Some days I really struggle with things that need to be done and things I want to get done. I always feel the need to keep my home clean and organized----that alone-- seriously, could take my entire day, 7 days a week. Keeping up on vacuuming, dusting, LAUNDRY, grocery shopping, home maintenance, paying bills, etc. is enough for a full-time position.
Then, there are the things that come up that you can't plan for. "Mom, I left my violin at home. Can you please bring it to school for me?" Of course, I drop everything to help my child because I know they are trying hard to do what's right and everyone forgets stuff once in a while. (heaven knows my mom did that for me a lot!)

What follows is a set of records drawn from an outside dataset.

//! Convolutional Code K=7, Rate 1/2 — encoder and hard-decision Viterbi
//!
//! The NASA-standard constraint-length-7 code with generator polynomials
//! g0 = 133₈ and g1 = 171₈, as used by Voyager, CCSDS, and IEEE 802.11a/g.
//! Frames are zero-terminated: six flush bits force the encoder back to
//! the all-zero state, giving the decoder a known traceback anchor.
//!
//! The decoder is the classic trellis dynamic program: 64 states, branch
//! metrics by Hamming distance on 2-bit coded symbols, add-compare-select
//! into each destination state, then a single traceback from state 0.
//!
//! ## Example
//!
//! ```rust
//! use bersweep_core::fec::{Coder, ConvK7R12};
//!
//! let coder = ConvK7R12::new();
//! let info = vec![true, false, true, true, false, false, true, false];
//! let mut coded = Vec::new();
//! let mut decoded = Vec::new();
//!
//! coder.encode(&info, &mut coded);
//! assert_eq!(coded.len(), 2 * (info.len() + 6));
//!
//! coder.decode(&coded, &mut decoded);
//! assert_eq!(decoded, info);
//! ```

use super::Coder;

/// Generator polynomial g0 = 133₈ (taps 1011011).
const G0: u32 = 0o133;
/// Generator polynomial g1 = 171₈ (taps 1111001).
const G1: u32 = 0o171;
/// Encoder memory (constraint length 7 minus the input bit).
const MEMORY: usize = 6;
/// Trellis states: 2^MEMORY.
const NUM_STATES: usize = 1 << MEMORY;
/// Mask keeping the full 7-bit shift register.
const SR_MASK: u32 = (1 << (MEMORY + 1)) - 1;

#[inline]
fn parity(x: u32) -> bool {
    x.count_ones() & 1 == 1
}

/// Rate-1/2, K=7 convolutional coder with zero-terminated frames.
///
/// The trellis (next state and 2-bit reference output per state and
/// input bit) is tabulated once at construction; encode and decode are
/// then allocation-free apart from the decoder's survivor memory.
#[derive(Debug, Clone)]
pub struct ConvK7R12 {
    /// next_state[s][b]: state reached from `s` on input bit `b`.
    next_state: [[u8; 2]; NUM_STATES],
    /// output[s][b]: reference coded symbol (v0 << 1) | v1.
    output: [[u8; 2]; NUM_STATES],
}

impl ConvK7R12 {
    pub fn new() -> Self {
        let mut next_state = [[0u8; 2]; NUM_STATES];
        let mut output = [[0u8; 2]; NUM_STATES];
        for s in 0..NUM_STATES {
            for b in 0..2u32 {
                let sr = (((s as u32) << 1) | b) & SR_MASK;
                let v0 = parity(sr & G0) as u8;
                let v1 = parity(sr & G1) as u8;
                next_state[s][b as usize] = (sr & (NUM_STATES as u32 - 1)) as u8;
                output[s][b as usize] = (v0 << 1) | v1;
            }
        }
        Self { next_state, output }
    }

    /// Shift one bit into the register and emit its two coded bits.
    #[inline]
    fn shift(sr: &mut u32, bit: bool, coded: &mut Vec<bool>) {
        *sr = ((*sr << 1) | bit as u32) & SR_MASK;
        coded.push(parity(*sr & G0));
        coded.push(parity(*sr & G1));
    }
}

impl Default for ConvK7R12 {
    fn default() -> Self {
        Self::new()
    }
}

impl Coder for ConvK7R12 {
    /// Encode `info` and append the six zero-termination flush bits.
    /// Output length is `2·(info.len() + 6)`.
    fn encode(&self, info: &[bool], coded: &mut Vec<bool>) {
        coded.clear();
        coded.reserve(2 * (info.len() + MEMORY));
        let mut sr = 0u32;
        for &bit in info {
            Self::shift(&mut sr, bit, coded);
        }
        for _ in 0..MEMORY {
            Self::shift(&mut sr, false, coded);
        }
    }

    /// Hard-decision Viterbi decode of a zero-terminated frame.
    ///
    /// Consumes `received` in 2-bit symbols (a trailing odd bit is
    /// ignored) and emits the first `n_sym − 6` decided bits; frames of
    /// six symbols or fewer carry no information.
    fn decode(&self, received: &[bool], info_out: &mut Vec<bool>) {
        let n_sym = received.len() / 2;
        info_out.clear();
        if n_sym == 0 {
            return;
        }

        const INF: u32 = u32::MAX;
        let mut pm_prev = [INF; NUM_STATES];
        let mut pm_curr = [INF; NUM_STATES];
        // The encoder starts in the zero state; anchor the survivor there.
        pm_prev[0] = 0;

        let mut pred = vec![-1i16; n_sym * NUM_STATES];
        let mut dec = vec![0u8; n_sym * NUM_STATES];

        for t in 0..n_sym {
            let r = ((received[2 * t] as u8) << 1) | received[2 * t + 1] as u8;
            pm_curr.fill(INF);
            for s in 0..NUM_STATES {
                let pm = pm_prev[s];
                if pm == INF {
                    continue;
                }
                for b in 0..2 {
                    let ns = self.next_state[s][b] as usize;
                    let cand = pm + (self.output[s][b] ^ r).count_ones();
                    if cand < pm_curr[ns] {
                        pm_curr[ns] = cand;
                        pred[t * NUM_STATES + ns] = s as i16;
                        dec[t * NUM_STATES + ns] = b as u8;
                    }
                }
            }
            std::mem::swap(&mut pm_prev, &mut pm_curr);
        }

        // Zero-termination guarantees the transmitted path ends in state 0,
        // so trace back from there regardless of the final metrics. An
        // unreachable predecessor falls back to state 0 to keep the
        // traceback total on pathological inputs.
        let n_info = n_sym.saturating_sub(MEMORY);
        info_out.resize(n_info, false);
        let mut state = 0usize;
        for t in (0..n_sym).rev() {
            let idx = t * NUM_STATES + state;
            if t < n_info {
                info_out[t] = dec[idx] == 1;
            }
            let p = pred[idx];
            state = if p >= 0 { p as usize } else { 0 };
        }
    }

    #[inline]
    fn rate(&self) -> f64 {
        0.5
    }
}
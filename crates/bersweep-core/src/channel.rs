//! Channel Models — per-symbol gain and additive Gaussian noise
//!
//! A channel turns one transmitted amplitude into one observed amplitude
//! together with the effective gain it applied. The gain lets the receiver
//! equalize coherently: whenever `gain > 0`, dividing the observation by
//! it yields a unit-gain sample whose noise variance is `σ²/gain²`.
//!
//! Two models are provided: AWGN (thermal noise only, gain 1) and flat
//! real-valued Rayleigh fading (one-tap gain `|N(0,1)|` plus noise).
//!
//! Channels hold no state; the noise source is the caller's RNG, so a
//! seeded caller reproduces the exact same realization. Draw order within
//! a single `transmit` call is fixed.

use rand::RngCore;
use rand_distr::{Distribution, StandardNormal};

/// One channel use: the observed amplitude and the gain that produced it.
#[derive(Debug, Clone, Copy, PartialEq)]
pub struct ChannelOutput {
    /// Observed post-channel sample.
    pub y: f64,
    /// Effective channel amplitude (1 for pure AWGN).
    pub gain: f64,
}

/// A memoryless channel: amplitude in, noisy observation and gain out.
///
/// The function is total; `sigma` is the per-dimension noise standard
/// deviation already calibrated by the caller from Eb/N0.
pub trait Channel: Send + Sync {
    fn transmit(&self, s: f64, rng: &mut dyn RngCore, sigma: f64) -> ChannelOutput;
}

/// Additive white Gaussian noise: `y = s + n`, `n ~ N(0, σ²)`, gain 1.
#[derive(Debug, Clone, Copy, Default)]
pub struct AwgnChannel;

impl Channel for AwgnChannel {
    fn transmit(&self, s: f64, rng: &mut dyn RngCore, sigma: f64) -> ChannelOutput {
        let n: f64 = StandardNormal.sample(&mut *rng);
        ChannelOutput {
            y: s + sigma * n,
            gain: 1.0,
        }
    }
}

/// Flat real-valued Rayleigh fading: `y = h·s + n` with `h = |N(0,1)|`,
/// `n ~ N(0, σ²)`, and the realized `h` reported as the gain.
///
/// `E[h²] = 1`, so the average received energy matches the AWGN case and
/// the Eb/N0 → σ calibration is independent of the fading realization.
/// The fading draw precedes the noise draw.
#[derive(Debug, Clone, Copy, Default)]
pub struct RayleighChannel;

impl Channel for RayleighChannel {
    fn transmit(&self, s: f64, rng: &mut dyn RngCore, sigma: f64) -> ChannelOutput {
        let g: f64 = StandardNormal.sample(&mut *rng);
        let h = g.abs();
        let n: f64 = StandardNormal.sample(&mut *rng);
        ChannelOutput {
            y: h * s + sigma * n,
            gain: h,
        }
    }
}
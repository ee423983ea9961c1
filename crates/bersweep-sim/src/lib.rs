//! # Monte Carlo BER Sweep
//!
//! The simulation layer of `bersweep`: for each SNR on a configured grid,
//! a pool of worker threads pushes random frames through the
//! coder → modem → channel → modem → coder chain from `bersweep-core`,
//! counts information-bit errors against shared adaptive stopping
//! criteria, and reports the estimated BER with a Wilson score interval.
//!
//! - [`config`]: INI configuration loading and component selection
//! - [`engine`]: the concurrent per-SNR-point Monte Carlo loop
//! - [`sweep`]: grid enumeration and the sweep driver
//! - [`sink`]: output path resolution and CSV records

pub mod config;
pub mod engine;
pub mod sink;
pub mod sweep;

pub use config::{ConfigError, SimConfig};
pub use engine::{make_seed, simulate_point, BerResult, EngineParams};
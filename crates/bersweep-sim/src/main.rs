//! BER sweep command-line tool.
//!
//! Loads an INI configuration (path given as the first argument,
//! `config.ini` by default), builds the coder/modem/channel chain, sweeps
//! the SNR grid, and writes one CSV record per point.
//!
//! Exit codes: 0 on success, 1 for configuration/component/runtime
//! errors, 2 when the output sink cannot be opened.

use std::path::Path;
use std::process::ExitCode;

use rand::SeedableRng;
use rand_chacha::ChaCha8Rng;
use tracing::info;

use bersweep_core::{Channel, Coder, Modem};
use bersweep_sim::config::{ConfigError, SimConfig};
use bersweep_sim::engine::make_seed;
use bersweep_sim::sink::{resolve_output_path, CsvSink};
use bersweep_sim::sweep::run_sweep;

type Chain = (Box<dyn Modem>, Box<dyn Channel>, Box<dyn Coder>);

fn build_chain(cfg: &SimConfig) -> Result<Chain, ConfigError> {
    Ok((cfg.build_modem()?, cfg.build_channel()?, cfg.build_coder()?))
}

fn main() -> ExitCode {
    tracing_subscriber::fmt()
        .with_max_level(tracing::Level::INFO)
        .init();

    let config_path = std::env::args()
        .nth(1)
        .unwrap_or_else(|| "config.ini".to_string());

    let cfg = match SimConfig::load_from(Path::new(&config_path)) {
        Ok(cfg) => cfg,
        Err(err) => {
            eprintln!("Fatal: {}", err);
            return ExitCode::from(1);
        }
    };
    info!(path = %config_path, "loaded configuration");

    let (modem, channel, coder) = match build_chain(&cfg) {
        Ok(chain) => chain,
        Err(err) => {
            eprintln!("Fatal: {}", err);
            return ExitCode::from(1);
        }
    };

    let out_path = match resolve_output_path(&cfg.outfile, &cfg.coder, &cfg.modem, &cfg.channel) {
        Ok(path) => path,
        Err(err) => {
            eprintln!("Error: cannot resolve output path: {}", err);
            return ExitCode::from(2);
        }
    };
    let mut sink = match CsvSink::create(&out_path) {
        Ok(sink) => sink,
        Err(err) => {
            eprintln!(
                "Error: cannot open output file {}: {}",
                out_path.display(),
                err
            );
            return ExitCode::from(2);
        }
    };
    println!("Saving results to: {}", out_path.display());

    let mut rng = ChaCha8Rng::seed_from_u64(make_seed(cfg.seed));

    if let Err(err) = run_sweep(
        &cfg,
        modem.as_ref(),
        channel.as_ref(),
        coder.as_ref(),
        &mut rng,
        &mut sink,
    ) {
        eprintln!("Fatal: {}", err);
        return ExitCode::from(1);
    }

    ExitCode::SUCCESS
}
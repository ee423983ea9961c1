//! # Link-Simulation Building Blocks
//!
//! This crate provides the signal-chain blocks used by the `bersweep`
//! Monte Carlo BER simulator:
//!
//! - **Modems**: bit-group ↔ amplitude mapping (2-ASK, 4-ASK Gray/Natural)
//! - **Channels**: per-symbol gain plus additive Gaussian noise (AWGN,
//!   real one-tap Rayleigh fading)
//! - **FEC**: rate-1/2 constraint-length-7 convolutional code with a
//!   hard-decision Viterbi decoder, plus an uncoded passthrough
//! - **Statistics**: inverse normal CDF and Wilson score intervals for
//!   binomial error counts
//!
//! All blocks are immutable after construction and safe to share across
//! worker threads by reference; randomness always comes in through an
//! explicit caller-owned RNG.
//!
//! ## Signal Flow
//!
//! ```text
//! info bits → Coder::encode → Modem::modulate → Channel::transmit
//!           → equalize → Modem::demodulate → Coder::decode → info bits
//! ```

pub mod channel;
pub mod fec;
pub mod modem;
pub mod stats;

pub use channel::{AwgnChannel, Channel, ChannelOutput, RayleighChannel};
pub use fec::{Coder, ConvK7R12, Uncoded};
pub use modem::{Ask2Modem, Ask4Mapping, Ask4Modem, Modem, MAX_BITS_PER_SYMBOL};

But something I am struggling with today is balancing good, better, and best. I received a text message the other day from a friend of mine whose health is really poor. She needed a ride to and from a doctor's appointment in Phoenix and I knew it would be about a 3 hour chunk of my day. I had planned my day to work on some musical projects that I have been called to help with in our stake for the upcoming Pioneer Trek. Everyone in our ward knows that I have the calling of Relief Society teacher but hardly anyone knows that I have also been working on writing/arranging songs and also researching and compiling a songbook for the youth to take with them on their pioneer trek. I have spent HOURS on this project! My deadline is coming up and I am feeling the pressure to get it done. So, unfortunately, I texted her back that I wasn't able to help drive her. I really felt the need to work on this stake calling and I had already set aside time to do so. In my mind, I was still serving the Lord . . . but all throughout the day, it just kept eating at me that I didn't choose what was BEST. A line from my patriarchal blessing came to my mind that reads, "I bless you that you will always be found on an errand of the poor and the needy." It didn't say that "most times" or "occasionally" ---it said, "always." I decided right then, that if I was to be serving the Lord, that it should be through helping His children first----then, He can help me accomplish the other tasks that are placed before me. I hope I can get another chance to serve my sweet friend in that way. I have helped her with her laundry and shopping and know that she really is in need. I just hope that when the opportunity arises again, I will make the BEST choice and help feed His sheep.